Stored data
■ ■ ■
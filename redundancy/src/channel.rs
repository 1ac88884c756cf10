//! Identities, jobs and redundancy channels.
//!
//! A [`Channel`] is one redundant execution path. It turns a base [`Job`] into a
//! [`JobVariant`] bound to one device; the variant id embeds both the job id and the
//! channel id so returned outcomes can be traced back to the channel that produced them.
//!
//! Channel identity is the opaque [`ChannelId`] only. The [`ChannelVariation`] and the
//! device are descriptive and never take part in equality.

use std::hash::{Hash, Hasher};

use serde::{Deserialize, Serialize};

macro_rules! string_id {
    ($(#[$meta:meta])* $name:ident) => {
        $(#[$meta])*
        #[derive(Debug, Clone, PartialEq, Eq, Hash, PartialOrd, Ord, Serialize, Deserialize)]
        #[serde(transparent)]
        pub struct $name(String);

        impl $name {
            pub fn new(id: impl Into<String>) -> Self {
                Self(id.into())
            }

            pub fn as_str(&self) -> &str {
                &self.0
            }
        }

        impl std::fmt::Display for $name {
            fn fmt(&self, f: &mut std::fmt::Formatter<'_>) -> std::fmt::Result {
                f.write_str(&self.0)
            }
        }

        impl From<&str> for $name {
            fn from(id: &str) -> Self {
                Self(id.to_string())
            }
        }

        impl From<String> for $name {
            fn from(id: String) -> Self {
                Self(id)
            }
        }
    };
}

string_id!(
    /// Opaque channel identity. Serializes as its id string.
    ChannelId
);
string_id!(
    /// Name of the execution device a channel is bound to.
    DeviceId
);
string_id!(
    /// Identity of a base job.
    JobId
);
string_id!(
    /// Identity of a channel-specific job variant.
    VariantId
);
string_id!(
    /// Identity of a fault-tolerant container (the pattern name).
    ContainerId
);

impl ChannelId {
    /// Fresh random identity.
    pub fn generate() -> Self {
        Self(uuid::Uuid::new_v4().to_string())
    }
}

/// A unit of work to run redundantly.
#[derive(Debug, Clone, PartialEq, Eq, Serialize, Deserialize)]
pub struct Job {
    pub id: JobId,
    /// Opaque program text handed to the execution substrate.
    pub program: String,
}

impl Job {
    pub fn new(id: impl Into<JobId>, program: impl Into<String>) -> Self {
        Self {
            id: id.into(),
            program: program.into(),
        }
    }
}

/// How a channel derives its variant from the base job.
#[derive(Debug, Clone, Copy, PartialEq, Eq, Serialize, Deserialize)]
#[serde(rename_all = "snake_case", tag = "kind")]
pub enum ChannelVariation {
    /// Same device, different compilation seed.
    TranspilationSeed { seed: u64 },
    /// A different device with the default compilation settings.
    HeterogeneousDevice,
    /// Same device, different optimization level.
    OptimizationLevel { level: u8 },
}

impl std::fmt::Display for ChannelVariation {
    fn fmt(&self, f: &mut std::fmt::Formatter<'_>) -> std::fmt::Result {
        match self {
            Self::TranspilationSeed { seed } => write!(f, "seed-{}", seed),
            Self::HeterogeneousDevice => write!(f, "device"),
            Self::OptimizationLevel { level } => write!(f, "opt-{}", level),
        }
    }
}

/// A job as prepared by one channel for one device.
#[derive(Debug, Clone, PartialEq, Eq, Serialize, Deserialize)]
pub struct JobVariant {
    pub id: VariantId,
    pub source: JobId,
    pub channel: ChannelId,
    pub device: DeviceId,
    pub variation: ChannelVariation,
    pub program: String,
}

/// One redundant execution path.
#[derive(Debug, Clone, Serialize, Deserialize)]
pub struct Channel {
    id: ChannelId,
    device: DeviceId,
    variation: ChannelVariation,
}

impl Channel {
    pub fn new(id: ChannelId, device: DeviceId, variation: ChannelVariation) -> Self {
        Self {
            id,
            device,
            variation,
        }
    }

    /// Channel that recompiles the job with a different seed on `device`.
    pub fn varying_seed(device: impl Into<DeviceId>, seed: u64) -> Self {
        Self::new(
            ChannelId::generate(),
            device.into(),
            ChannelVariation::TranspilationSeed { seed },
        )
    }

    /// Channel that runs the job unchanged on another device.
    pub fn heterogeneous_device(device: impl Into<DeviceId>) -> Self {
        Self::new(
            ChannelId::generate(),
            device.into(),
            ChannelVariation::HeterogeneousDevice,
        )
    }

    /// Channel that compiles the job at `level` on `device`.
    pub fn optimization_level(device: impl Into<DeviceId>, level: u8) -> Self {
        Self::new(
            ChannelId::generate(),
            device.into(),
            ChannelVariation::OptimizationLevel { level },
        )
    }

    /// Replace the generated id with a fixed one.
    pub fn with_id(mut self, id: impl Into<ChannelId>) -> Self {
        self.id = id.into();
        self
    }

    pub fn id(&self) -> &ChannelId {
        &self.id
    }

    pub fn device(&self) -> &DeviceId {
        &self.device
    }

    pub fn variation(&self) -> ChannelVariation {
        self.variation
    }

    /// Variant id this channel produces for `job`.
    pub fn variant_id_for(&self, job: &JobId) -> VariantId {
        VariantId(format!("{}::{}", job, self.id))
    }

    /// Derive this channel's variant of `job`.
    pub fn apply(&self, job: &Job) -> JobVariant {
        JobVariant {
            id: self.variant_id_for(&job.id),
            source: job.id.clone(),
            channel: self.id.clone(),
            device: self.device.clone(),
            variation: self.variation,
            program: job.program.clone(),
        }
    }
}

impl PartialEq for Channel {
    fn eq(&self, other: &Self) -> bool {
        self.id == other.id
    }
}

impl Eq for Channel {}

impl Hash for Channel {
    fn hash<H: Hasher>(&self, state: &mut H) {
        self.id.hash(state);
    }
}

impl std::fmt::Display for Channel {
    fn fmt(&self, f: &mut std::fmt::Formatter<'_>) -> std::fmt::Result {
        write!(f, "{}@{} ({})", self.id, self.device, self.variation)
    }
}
■ ■ ■
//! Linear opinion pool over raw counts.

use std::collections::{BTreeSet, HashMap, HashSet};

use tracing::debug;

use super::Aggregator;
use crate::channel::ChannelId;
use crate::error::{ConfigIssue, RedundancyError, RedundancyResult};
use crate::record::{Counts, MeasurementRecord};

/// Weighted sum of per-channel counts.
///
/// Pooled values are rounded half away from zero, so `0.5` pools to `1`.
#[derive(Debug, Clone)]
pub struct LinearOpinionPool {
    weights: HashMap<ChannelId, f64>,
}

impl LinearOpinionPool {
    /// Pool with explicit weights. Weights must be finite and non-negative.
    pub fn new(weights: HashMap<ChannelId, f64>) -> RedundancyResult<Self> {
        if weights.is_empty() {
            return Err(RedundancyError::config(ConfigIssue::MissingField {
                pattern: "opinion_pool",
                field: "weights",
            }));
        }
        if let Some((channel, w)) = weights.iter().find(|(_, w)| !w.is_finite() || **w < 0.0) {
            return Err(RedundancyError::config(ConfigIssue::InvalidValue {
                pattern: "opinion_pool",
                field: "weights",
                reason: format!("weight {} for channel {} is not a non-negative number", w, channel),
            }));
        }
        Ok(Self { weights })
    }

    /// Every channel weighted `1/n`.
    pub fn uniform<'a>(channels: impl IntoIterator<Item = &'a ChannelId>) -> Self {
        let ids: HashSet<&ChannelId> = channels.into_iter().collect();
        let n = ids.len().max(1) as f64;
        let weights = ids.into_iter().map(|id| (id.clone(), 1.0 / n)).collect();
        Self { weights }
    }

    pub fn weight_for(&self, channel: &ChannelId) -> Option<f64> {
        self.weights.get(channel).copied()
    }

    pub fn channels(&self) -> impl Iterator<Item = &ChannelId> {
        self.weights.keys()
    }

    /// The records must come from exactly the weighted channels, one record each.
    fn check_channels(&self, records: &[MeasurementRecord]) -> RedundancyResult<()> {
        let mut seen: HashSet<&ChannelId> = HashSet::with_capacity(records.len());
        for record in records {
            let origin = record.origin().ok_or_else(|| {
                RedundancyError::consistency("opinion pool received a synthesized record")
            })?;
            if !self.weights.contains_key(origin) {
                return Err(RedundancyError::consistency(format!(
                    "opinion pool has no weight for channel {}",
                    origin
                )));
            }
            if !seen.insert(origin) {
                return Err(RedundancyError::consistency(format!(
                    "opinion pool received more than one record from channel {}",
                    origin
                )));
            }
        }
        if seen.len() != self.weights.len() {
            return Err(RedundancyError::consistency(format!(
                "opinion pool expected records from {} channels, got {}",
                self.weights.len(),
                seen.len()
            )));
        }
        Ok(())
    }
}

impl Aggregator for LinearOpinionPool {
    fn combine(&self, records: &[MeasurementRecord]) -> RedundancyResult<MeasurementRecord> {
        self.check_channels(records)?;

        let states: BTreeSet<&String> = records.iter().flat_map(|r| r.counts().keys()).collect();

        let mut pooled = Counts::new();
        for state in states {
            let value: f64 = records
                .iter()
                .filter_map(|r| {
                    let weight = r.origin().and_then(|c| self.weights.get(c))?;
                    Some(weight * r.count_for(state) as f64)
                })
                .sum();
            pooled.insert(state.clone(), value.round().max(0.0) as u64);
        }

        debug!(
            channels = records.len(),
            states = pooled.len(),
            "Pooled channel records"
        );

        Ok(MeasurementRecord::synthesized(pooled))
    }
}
■ ■ ■
Task instructions ->
Look through the entries for lines containing the word "OptimizationLevel" and return each one.

Answer to this task ->
    OptimizationLevel { level: u8 },
            Self::OptimizationLevel { level } => write!(f, "opt-{}", level),
            ChannelVariation::OptimizationLevel { level },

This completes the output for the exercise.